Photo de Philippe Kaltenbach 

Rétablir cet article dans la rédaction suivante :

La loi du 29 juillet 1881 sur la liberté de la presse est ainsi modifiée :

1° Le cinquième alinéa de l’article 24 est ainsi modifié :

a) Après le mot : « humanité », sont insérés les mots : «, des crimes de réduction en esclavage ou d’exploitation d’une personne réduite en esclavage » ;

b) Sont ajoutés les mots : «, y compris si ces crimes n’ont pas donné lieu à la condamnation de leurs auteurs » ;

2° Après le premier alinéa de l’article 24 bis, sont insérés trois alinéas ainsi rédigés :

« Seront punis des mêmes peines ceux qui auront nié, minoré ou banalisé de façon outrancière, par un des moyens énoncés à l’article 23, l’existence d’un crime de génocide autre que ceux mentionnés au premier alinéa du présent article, d’un autre crime contre l’humanité, d’un crime de réduction en esclavage ou d’exploitation d’une personne réduite en esclavage ou d’un crime de guerre défini aux articles 6, 7 et 8 du statut de la Cour pénale internationale signé à Rome le 18 juillet 1998 et aux articles 211-1 à 212-3, 224-1 A à 224-1 C et 461-1 à 461-31 du code pénal, lorsque :
« 1° Ce crime a donné lieu à une condamnation prononcée par une juridiction française ou internationale ;
« 2° Ou la négation, la minoration ou la banalisation de ce crime constitue une incitation à la violence ou à la haine à l’égard d’un groupe de personnes ou d’un membre d’un tel groupe défini par référence à la prétendue race, la couleur, la religion, l’ascendance ou l’origine nationale. » ;

3° Après l’article 48-1, il est inséré un article 48-1-1 ainsi rédigé :

« Art. 48-1-1. - Toute association régulièrement déclarée depuis au moins cinq ans se proposant, par ses statuts, de lutter contre l’esclavage ou de défendre la mémoire des esclaves et l’honneur de leurs descendants peut exercer les droits reconnus à la partie civile en ce qui concerne les infractions d’apologie, de négation, de minoration ou de banalisation des crimes de réduction en esclavage ou d’exploitation d’une personne réduite en esclavage prévues aux articles 24 et 24 bis.
« Toutefois, quand l’infraction a été commise envers des personnes considérées individuellement, l’association n’est recevable dans son action que si elle justifie avoir reçu l’accord de ces personnes ou si elle justifie que ces personnes ne s’opposent pas aux poursuites. »

Exposé Sommaire :

La lutte contre les discriminations doit être une priorité. Elle passe par la reconnaissance de ses formes les plus extrêmes, que sont les crimes contre l’humanité, notamment les crimes de génocide et d’esclavage.
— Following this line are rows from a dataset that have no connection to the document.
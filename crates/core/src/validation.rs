//! Field-level validators shared by every form the platform accepts.
//!
//! All functions return [`CoreError::Validation`] with a message naming the
//! offending field so the frontend can display it next to the input.

use std::sync::LazyLock;

use regex::Regex;
use sha2::{Digest, Sha256};
use validator::ValidateEmail;

use crate::error::CoreError;

/// Maximum length of free-text fields (activities, objectives, messages).
pub const MAX_TEXT_LENGTH: usize = 3_000;

/// Maximum length of short fields (names, job titles).
pub const MAX_NAME_LENGTH: usize = 255;

static SIRET_RE: LazyLock<Regex> =
    LazyLock::new(|| Regex::new(r"^\d{14}$").expect("valid SIRET regex"));

static ROME_CODE_RE: LazyLock<Regex> =
    LazyLock::new(|| Regex::new(r"^[A-N]\d{4}$").expect("valid ROME regex"));

static APPELLATION_CODE_RE: LazyLock<Regex> =
    LazyLock::new(|| Regex::new(r"^\d{1,8}$").expect("valid appellation regex"));

static DEPARTMENT_CODE_RE: LazyLock<Regex> =
    LazyLock::new(|| Regex::new(r"^(\d{2}|2[AB]|97\d)$").expect("valid department regex"));

static POSTCODE_RE: LazyLock<Regex> =
    LazyLock::new(|| Regex::new(r"^\d{5}$").expect("valid postcode regex"));

/// Strip spaces, dots and dashes and check the result is a plausible phone
/// number (optional leading `+`, 8 to 15 digits). Returns the normalised form.
pub fn normalize_phone(field: &str, phone: &str) -> Result<String, CoreError> {
    let cleaned: String = phone
        .chars()
        .filter(|c| !matches!(c, ' ' | '.' | '-' | '(' | ')'))
        .collect();
    let digits = cleaned.strip_prefix('+').unwrap_or(&cleaned);
    let valid = (8..=15).contains(&digits.len()) && digits.chars().all(|c| c.is_ascii_digit());
    if !valid {
        return Err(CoreError::Validation(format!(
            "{field}: '{phone}' is not a valid phone number"
        )));
    }
    Ok(cleaned)
}

pub fn validate_email(field: &str, email: &str) -> Result<(), CoreError> {
    if !email.validate_email() {
        return Err(CoreError::Validation(format!(
            "{field}: '{email}' is not a valid email address"
        )));
    }
    Ok(())
}

pub fn validate_siret(siret: &str) -> Result<(), CoreError> {
    if !SIRET_RE.is_match(siret) {
        return Err(CoreError::Validation(format!(
            "siret: '{siret}' must be exactly 14 digits"
        )));
    }
    Ok(())
}

pub fn validate_rome_code(code: &str) -> Result<(), CoreError> {
    if !ROME_CODE_RE.is_match(code) {
        return Err(CoreError::Validation(format!(
            "rome_code: '{code}' is not a valid ROME code"
        )));
    }
    Ok(())
}

pub fn validate_appellation_code(code: &str) -> Result<(), CoreError> {
    if !APPELLATION_CODE_RE.is_match(code) {
        return Err(CoreError::Validation(format!(
            "appellation_code: '{code}' is not a valid appellation code"
        )));
    }
    Ok(())
}

pub fn validate_department_code(code: &str) -> Result<(), CoreError> {
    if !DEPARTMENT_CODE_RE.is_match(code) {
        return Err(CoreError::Validation(format!(
            "department_code: '{code}' is not a valid department code"
        )));
    }
    Ok(())
}

pub fn validate_postcode(postcode: &str) -> Result<(), CoreError> {
    if !POSTCODE_RE.is_match(postcode) {
        return Err(CoreError::Validation(format!(
            "postcode: '{postcode}' must be 5 digits"
        )));
    }
    Ok(())
}

/// Department code derived from a French postcode (Corsica and overseas
/// territories included).
pub fn department_from_postcode(postcode: &str) -> Option<String> {
    if !POSTCODE_RE.is_match(postcode) {
        return None;
    }
    let code = match &postcode[..2] {
        "20" => {
            if postcode < "20200" {
                "2A".to_string()
            } else {
                "2B".to_string()
            }
        }
        "97" => postcode[..3].to_string(),
        prefix => prefix.to_string(),
    };
    Some(code)
}

/// Non-empty, trimmed, bounded text.
pub fn validate_required_text(field: &str, value: &str, max_len: usize) -> Result<(), CoreError> {
    let trimmed = value.trim();
    if trimmed.is_empty() {
        return Err(CoreError::Validation(format!("{field} is required")));
    }
    if trimmed.chars().count() > max_len {
        return Err(CoreError::Validation(format!(
            "{field} exceeds maximum length of {max_len} characters"
        )));
    }
    Ok(())
}

/// SHA-256 hex digest of a lower-cased, trimmed email.
///
/// Magic links carry this hash instead of the address itself.
pub fn email_hash(email: &str) -> String {
    let mut hasher = Sha256::new();
    hasher.update(email.trim().to_lowercase().as_bytes());
    format!("{:x}", hasher.finalize())
}
//! PostgreSQL persistence for the immersion platform.
//!
//! Repositories are zero-sized structs. Single-statement methods accept any
//! [`sqlx::PgExecutor`] so callers pass either `&pool` or `&mut *tx`; the
//! handful of multi-statement methods take `&mut PgConnection`.

use sqlx::postgres::PgPoolOptions;

pub mod models;
pub mod repositories;

pub type DbPool = sqlx::PgPool;

/// Default page size for list endpoints.
pub const DEFAULT_LIMIT: i64 = 50;

/// Hard cap on page size.
pub const MAX_LIMIT: i64 = 200;

/// Create a connection pool from a database URL.
pub async fn create_pool(database_url: &str) -> Result<DbPool, sqlx::Error> {
    PgPoolOptions::new()
        .max_connections(20)
        .connect(database_url)
        .await
}

/// Run a trivial query to check the database is reachable.
pub async fn health_check(pool: &DbPool) -> Result<(), sqlx::Error> {
    sqlx::query_scalar::<_, i32>("SELECT 1")
        .fetch_one(pool)
        .await?;
    Ok(())
}

/// Apply pending migrations from `db/migrations`.
pub async fn run_migrations(pool: &DbPool) -> Result<(), sqlx::migrate::MigrateError> {
    sqlx::migrate!("../../db/migrations").run(pool).await
}

/// Clamp a client-supplied limit to `1..=MAX_LIMIT`.
pub fn clamp_limit(limit: Option<i64>) -> i64 {
    limit.unwrap_or(DEFAULT_LIMIT).clamp(1, MAX_LIMIT)
}

/// Negative offsets become zero.
pub fn clamp_offset(offset: Option<i64>) -> i64 {
    offset.unwrap_or(0).max(0)
}
use crate::auth::session::SessionConfig;
use crate::auth::magic_link::MagicLinkConfig;

/// Server configuration loaded from environment variables.
///
/// All fields have sensible defaults suitable for local development.
/// In production, override via environment variables.
#[derive(Debug, Clone)]
pub struct ServerConfig {
    /// Bind address (default: `0.0.0.0`).
    pub host: String,
    /// Bind port (default: `3000`).
    pub port: u16,
    /// Allowed CORS origins, parsed from comma-separated `CORS_ORIGINS` env var.
    pub cors_origins: Vec<String>,
    /// HTTP request timeout in seconds (default: `30`).
    pub request_timeout_secs: u64,
    /// How long background tasks get to stop after the server shuts down.
    pub shutdown_timeout_secs: u64,
    /// Public URL of the frontend, used to build links sent by email.
    pub frontend_base_url: String,
    /// JWT configuration for connected users.
    pub session: SessionConfig,
    /// Signing configuration for convention and establishment magic links.
    pub magic_link: MagicLinkConfig,
}

impl ServerConfig {
    /// Load configuration from environment variables with defaults.
    ///
    /// | Env Var                | Default                    |
    /// |------------------------|----------------------------|
    /// | `HOST`                 | `0.0.0.0`                  |
    /// | `PORT`                 | `3000`                     |
    /// | `CORS_ORIGINS`         | `http://localhost:5173`    |
    /// | `REQUEST_TIMEOUT_SECS` | `30`                       |
    /// | `SHUTDOWN_TIMEOUT_SECS`| `30`                       |
    /// | `FRONTEND_BASE_URL`    | `http://localhost:5173`    |
    pub fn from_env() -> Self {
        let host = std::env::var("HOST").unwrap_or_else(|_| "0.0.0.0".into());

        let port: u16 = std::env::var("PORT")
            .unwrap_or_else(|_| "3000".into())
            .parse()
            .expect("PORT must be a valid u16");

        let cors_origins: Vec<String> = std::env::var("CORS_ORIGINS")
            .unwrap_or_else(|_| "http://localhost:5173".into())
            .split(',')
            .map(|s| s.trim().to_string())
            .filter(|s| !s.is_empty())
            .collect();

        let request_timeout_secs: u64 = std::env::var("REQUEST_TIMEOUT_SECS")
            .unwrap_or_else(|_| "30".into())
            .parse()
            .expect("REQUEST_TIMEOUT_SECS must be a valid u64");

        let shutdown_timeout_secs: u64 = std::env::var("SHUTDOWN_TIMEOUT_SECS")
            .unwrap_or_else(|_| "30".into())
            .parse()
            .expect("SHUTDOWN_TIMEOUT_SECS must be a valid u64");

        let frontend_base_url = std::env::var("FRONTEND_BASE_URL")
            .unwrap_or_else(|_| "http://localhost:5173".into())
            .trim_end_matches('/')
            .to_string();

        Self {
            host,
            port,
            cors_origins,
            request_timeout_secs,
            shutdown_timeout_secs,
            frontend_base_url,
            session: SessionConfig::from_env(),
            magic_link: MagicLinkConfig::from_env(),
        }
    }
}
La spécificité de ces crimes impose qu’ils puissent être jugés et reconnus par la justice aussi longtemps que leurs auteurs subsistent, c’est la raison pour laquelle ils sont imprescriptibles. Elle implique également de lutter, au-delà, contre leur négation ou leur banalisation.

La remise en cause de ces crimes, qu’il s’agisse de génocides, de traite et d’esclavage ou de tout autre crime contre l’humanité, lorsqu’elle contredit des faits qui ont été jugés et reconnus par la justice, ou lorsqu’elle incite à la haine ou à la violence, ne peut en effet être tolérée.

Le député Victorin Lurel a souhaité apporter une amélioration importante lors de l’examen du texte en commission à l’Assemblée nationale, en élargissant le champ de la répression de la contestation ou de la banalisation des crimes contre l’humanité, aujourd’hui limitée à la négation de la Shoah, à l’ensemble de ces crimes et notamment à la traite et à l’esclavage.

Le Gouvernement qui partage cet objectif et soutient cette démarche avait souhaité en conséquence garantir le meilleur niveau de sécurité juridique sur une question délicate, ainsi que l’ont montré une décision du Conseil constitutionnel en 2012 et un avis du Conseil d’Etat en 2013.

C’est dans cette logique que le Gouvernement avait déposé un amendement qui a conduit à la mise en place de l’article 38 ter tel qu’il a été adopté par l’Assemblée nationale.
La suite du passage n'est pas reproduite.